First, the overall scientific direction of medical research in the country is established by our medical and scientific leadership. In the neurosciences, scientists are guided in their research by NIH’s Neuroscience Blueprint. Among the important scientific directions relevant to this particular discussion—ones that Professor Kahn should have known about—were the Blueprint Neurotherapeutics Network (to advance the development of new drugs for nervous system disorders) and the Blueprint Non-Human Primate Brain Atlas (to provide comprehensive data on gene expression in the rhesus macaque brain , from birth to four years old). Such work is expected to aid research on human brain development and its disorders.

Second, NIH study sections diligently assess proposals with an eye to which studies stand a better chance of advancing our knowledge of function and disease and therefore may have the greatest potential to lead to new cures or fundamentally advancing a field of study. In making their assessments, scientists who participate in study sections use their expertise to assess which research directions and pilot data look most promising. There is never a guarantee that any one study will produce a breakthrough. If there is any one premise it is that animal research has led to numerous advancements in knowledge and medicine that has benefited human and non-human animals alike. This is not taken at face value, rather, it is an indisputable fact of medical history.

Third, once the scientific merit of a proposal has been established, IACUCs provide an additional layer of local scrutiny and compliance oversight. It is perfectly reasonable for IACUCs to ensure the work at the institution maximizes the welfare of the animal subjects in each study, and NIH requires such an assurance for institutions that receive federal funding. (For the small minority of projects that have not yet received NIH review, the IACUCs seek local expertise to evaluate the scientific merit of the study.)

Is funding “unnecessary” research a waste of resources?

Another miscalculation derived from Professor Kahn’s flawed view of “necessity” is the claim that if research is “unnecessary” according to his definition, then it is also unethical, especially considering the limited funding resources we have available at the moment.

It is perfectly legitimate for a society to assess how it distributes its resources, but in doing so the entire budget ought to be considered.

One may ask, for example, how Professor Kahn feels about resources spent on drones for the military, the Hubble telescope, unmanned trips to Mars, funding for theoretical physics, game theory, or the Arts.

Or, more to the point, one could ask for a more detailed justification of why society should spend its resources on philosophers and bioethicists?

Should society prioritize the support of bioethics over the development of a vaccine for Ebola or a cure for cancer, Alzheimer’s or Parkinson’s?

Which is one more crucial to our social welfare and which is more “unnecessary”?

Who will direct medical research?

Scientists must participate more in public life because social policies need to be decided on the basis of rational grounds and facts. These include important issues ranging from climate change, to the goals of the space program, to the protection of endangered species, to the use of embryonic stem cells or animals in biomedical research.

When scientifically inaccurate statements emanate from someone who has demonstrable influence on public policy decisions, scientists have a duty to speak up and correct the mistakes.

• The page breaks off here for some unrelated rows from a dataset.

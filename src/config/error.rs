//! Configuration loading errors.

use thiserror::Error;

/// Errors that can occur while loading persona configuration.
///
/// Only loading is fallible.  Once a table is built, every lookup succeeds.
#[derive(Debug, Error)]
pub enum ConfigError {
    /// YAML (or JSON) parsing failed.
    #[error("YAML error: {0}")]
    Yaml(#[from] serde_yaml::Error),

    /// File I/O error.
    #[error("IO error: {0}")]
    Io(#[from] std::io::Error),

    /// The document is readable but its root has the wrong shape.
    #[error("Invalid configuration document: {0}")]
    InvalidDocument(String),

    /// One persona entry could not be applied.  The loader skips these.
    #[error("Malformed persona entry '{persona}': {reason}")]
    MalformedPersona { persona: String, reason: String },
}
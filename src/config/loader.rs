//! Override documents: YAML (or JSON) sections that refine or add personas.
//!
//! ```yaml
//! personas:
//!   avery:
//!     expertise_levels:
//!       software_architecture: 0.97
//!     stress_rules:
//!       directness_factor: 0.4
//!   riley:
//!     behavior_rules:
//!       trait_influence: 0.8
//! ```
//!
//! Each entry is partial: only the fields it names change, on top of the
//! existing persona with the same id (or the generic table for a new id).
//! A malformed entry is logged and skipped; the remaining entries still load.

use std::collections::HashMap;
use std::path::Path;

use serde::Deserialize;
use serde_yaml::Value;

use crate::persona::profile::normalize_persona_id;
use crate::persona::DomainType;

use super::error::ConfigError;
use super::provider::PersonaTable;
use super::rules::{CommunicationRules, PersonalityConfiguration};

// ============================================================================
// Override schema
// ============================================================================

#[derive(Debug, Clone, Default, Deserialize)]
#[serde(deny_unknown_fields)]
struct BehaviorRulesOverride {
    technical_context_boost: Option<f32>,
    leadership_context_boost: Option<f32>,
    family_context_boost: Option<f32>,
    professional_context_boost: Option<f32>,
    trait_influence: Option<f32>,
}

#[derive(Debug, Clone, Default, Deserialize)]
#[serde(deny_unknown_fields)]
struct StressRulesOverride {
    directness_factor: Option<f32>,
    structured_thinking_boost: Option<f32>,
    detail_reduction_factor: Option<f32>,
    warmth_reduction_factor: Option<f32>,
    solution_focus_factor: Option<f32>,
    self_reflection_factor: Option<f32>,
    confidence_factor: Option<f32>,
    pragmatism_factor: Option<f32>,
    results_orientation_factor: Option<f32>,
}

#[derive(Debug, Clone, Default, Deserialize)]
#[serde(deny_unknown_fields)]
struct CommunicationRulesOverride {
    high_urgency_threshold: Option<f32>,
    urgency_formality_boost: Option<f32>,
    /// Any finite number; rounded and clamped to 1–10 at load.
    complexity_formality_threshold: Option<f32>,
    complexity_formality_boost: Option<f32>,
}

#[derive(Debug, Clone, Default, Deserialize)]
#[serde(deny_unknown_fields)]
struct ConfidenceRulesOverride {
    complexity_reduction_rate: Option<f32>,
    core_domain_confidence_bonus: Option<f32>,
    known_weakness_reduction: Option<f32>,
}

/// One persona entry of an override document.
#[derive(Debug, Clone, Default, Deserialize)]
#[serde(deny_unknown_fields)]
struct PersonaOverride {
    #[serde(default)]
    expertise_levels: HashMap<String, f32>,
    #[serde(default)]
    behavior_rules: BehaviorRulesOverride,
    #[serde(default)]
    stress_rules: StressRulesOverride,
    #[serde(default)]
    communication_rules: CommunicationRulesOverride,
    #[serde(default)]
    confidence_rules: ConfidenceRulesOverride,
}

/// Overwrite `slot` when `value` is present; reject non-finite numbers.
fn set(slot: &mut f32, field: &str, value: Option<f32>) -> Result<(), String> {
    match value {
        Some(v) if !v.is_finite() => Err(format!("{} is not a finite number", field)),
        Some(v) => {
            *slot = v;
            Ok(())
        }
        None => Ok(()),
    }
}

impl PersonaOverride {
    /// Apply this override to `base`.  The result is clamped.
    fn apply_to(&self, base: PersonalityConfiguration) -> Result<PersonalityConfiguration, String> {
        let mut cfg = base;

        for (name, level) in &self.expertise_levels {
            let domain: DomainType = name.parse().map_err(|e| format!("{}", e))?;
            if !level.is_finite() {
                return Err(format!("expertise level for {} is not a finite number", name));
            }
            cfg.expertise_levels.set(domain, *level);
        }

        let b = &self.behavior_rules;
        let rules = &mut cfg.behavior_rules;
        set(&mut rules.technical_context_boost, "technical_context_boost", b.technical_context_boost)?;
        set(&mut rules.leadership_context_boost, "leadership_context_boost", b.leadership_context_boost)?;
        set(&mut rules.family_context_boost, "family_context_boost", b.family_context_boost)?;
        set(&mut rules.professional_context_boost, "professional_context_boost", b.professional_context_boost)?;
        set(&mut rules.trait_influence, "trait_influence", b.trait_influence)?;

        let s = &self.stress_rules;
        let rules = &mut cfg.stress_rules;
        set(&mut rules.directness_factor, "directness_factor", s.directness_factor)?;
        set(&mut rules.structured_thinking_boost, "structured_thinking_boost", s.structured_thinking_boost)?;
        set(&mut rules.detail_reduction_factor, "detail_reduction_factor", s.detail_reduction_factor)?;
        set(&mut rules.warmth_reduction_factor, "warmth_reduction_factor", s.warmth_reduction_factor)?;
        set(&mut rules.solution_focus_factor, "solution_focus_factor", s.solution_focus_factor)?;
        set(&mut rules.self_reflection_factor, "self_reflection_factor", s.self_reflection_factor)?;
        set(&mut rules.confidence_factor, "confidence_factor", s.confidence_factor)?;
        set(&mut rules.pragmatism_factor, "pragmatism_factor", s.pragmatism_factor)?;
        set(&mut rules.results_orientation_factor, "results_orientation_factor", s.results_orientation_factor)?;

        let c = &self.communication_rules;
        let rules = &mut cfg.communication_rules;
        set(&mut rules.high_urgency_threshold, "high_urgency_threshold", c.high_urgency_threshold)?;
        set(&mut rules.urgency_formality_boost, "urgency_formality_boost", c.urgency_formality_boost)?;
        set(&mut rules.complexity_formality_boost, "complexity_formality_boost", c.complexity_formality_boost)?;
        if let Some(threshold) = c.complexity_formality_threshold {
            if !threshold.is_finite() {
                return Err("complexity_formality_threshold is not a finite number".to_string());
            }
            rules.complexity_formality_threshold = CommunicationRules::complexity_threshold(threshold);
        }

        let k = &self.confidence_rules;
        let rules = &mut cfg.confidence_rules;
        set(&mut rules.complexity_reduction_rate, "complexity_reduction_rate", k.complexity_reduction_rate)?;
        set(&mut rules.core_domain_confidence_bonus, "core_domain_confidence_bonus", k.core_domain_confidence_bonus)?;
        set(&mut rules.known_weakness_reduction, "known_weakness_reduction", k.known_weakness_reduction)?;

        Ok(cfg.clamped())
    }
}

// ============================================================================
// Override document
// ============================================================================

/// Outcome of applying an override document.
#[derive(Debug, Default)]
pub struct LoadReport {
    /// Persona ids that were added or overridden.
    pub loaded: Vec<String>,
    /// Entries that were skipped, as [`ConfigError::MalformedPersona`].
    pub skipped: Vec<ConfigError>,
}

impl LoadReport {
    pub fn is_clean(&self) -> bool {
        self.skipped.is_empty()
    }
}

/// A parsed override document whose entries have not yet been validated.
#[derive(Debug, Clone, Default)]
pub struct OverrideDocument {
    entries: Vec<(String, Value)>,
}

impl OverrideDocument {
    /// Parse the document structure.  Fails only when the root is not a
    /// mapping with a `personas` mapping; individual entries are checked by
    /// [`OverrideDocument::apply`].
    pub fn from_yaml(yaml: &str) -> Result<Self, ConfigError> {
        let root: Value = serde_yaml::from_str(yaml)?;
        let root = match root {
            Value::Null => return Ok(Self::default()),
            Value::Mapping(m) => m,
            other => {
                return Err(ConfigError::InvalidDocument(format!(
                    "expected a mapping at the root, found {}",
                    kind(&other)
                )))
            }
        };

        let personas = match root.get("personas") {
            None | Some(Value::Null) => return Ok(Self::default()),
            Some(Value::Mapping(m)) => m,
            Some(other) => {
                return Err(ConfigError::InvalidDocument(format!(
                    "`personas` must be a mapping, found {}",
                    kind(other)
                )))
            }
        };

        let mut entries = Vec::with_capacity(personas.len());
        for (key, value) in personas {
            let id = match key {
                Value::String(s) => s.clone(),
                Value::Number(n) => n.to_string(),
                other => {
                    log::warn!("Skipping persona entry with {} key", kind(other));
                    continue;
                }
            };
            entries.push((id, value.clone()));
        }
        Ok(Self { entries })
    }

    /// Read and parse a document from disk.
    pub fn from_file(path: impl AsRef<Path>) -> Result<Self, ConfigError> {
        let content = std::fs::read_to_string(path)?;
        Self::from_yaml(&content)
    }

    pub fn len(&self) -> usize {
        self.entries.len()
    }

    pub fn is_empty(&self) -> bool {
        self.entries.is_empty()
    }

    /// Apply every entry to `table`.  Malformed entries are logged, reported
    /// and skipped.
    pub fn apply(&self, table: &mut PersonaTable) -> LoadReport {
        let mut report = LoadReport::default();

        for (raw_id, value) in &self.entries {
            let id = normalize_persona_id(raw_id);
            match Self::resolve(table, &id, value) {
                Ok(cfg) => {
                    table.insert(&id, cfg);
                    report.loaded.push(id);
                }
                Err(reason) => {
                    log::warn!("Skipping persona override '{}': {}", raw_id, reason);
                    report.skipped.push(ConfigError::MalformedPersona {
                        persona: raw_id.clone(),
                        reason,
                    });
                }
            }
        }

        log::info!(
            "Applied persona overrides: {} loaded, {} skipped",
            report.loaded.len(),
            report.skipped.len()
        );
        report
    }

    fn resolve(
        table: &PersonaTable,
        id: &str,
        value: &Value,
    ) -> Result<PersonalityConfiguration, String> {
        if id.is_empty() {
            return Err("persona id is empty".to_string());
        }
        let ovr: PersonaOverride = match value {
            Value::Null => PersonaOverride::default(),
            v => serde_yaml::from_value(v.clone()).map_err(|e| e.to_string())?,
        };
        let base = table.get(id).cloned().unwrap_or_default();
        ovr.apply_to(base)
    }
}

fn kind(value: &Value) -> &'static str {
    match value {
        Value::Null => "null",
        Value::Bool(_) => "a boolean",
        Value::Number(_) => "a number",
        Value::String(_) => "a string",
        Value::Sequence(_) => "a sequence",
        Value::Mapping(_) => "a mapping",
        Value::Tagged(_) => "a tagged value",
    }
}

// ============================================================================
// Tests
// ============================================================================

Animal research poses a legitimate moral dilemma. Decisions to pursue different lines of research that are perceived as controversial — be it research involving animals subjects or embryonic stem cells — cannot be assessed fairly without the active participation of scientists, physicians, patients and their families, because all are stakeholders in the work.

Unless these stakeholders get involved in such debates, we may find that their interests are not taken into account when the future direction of medical research is determined.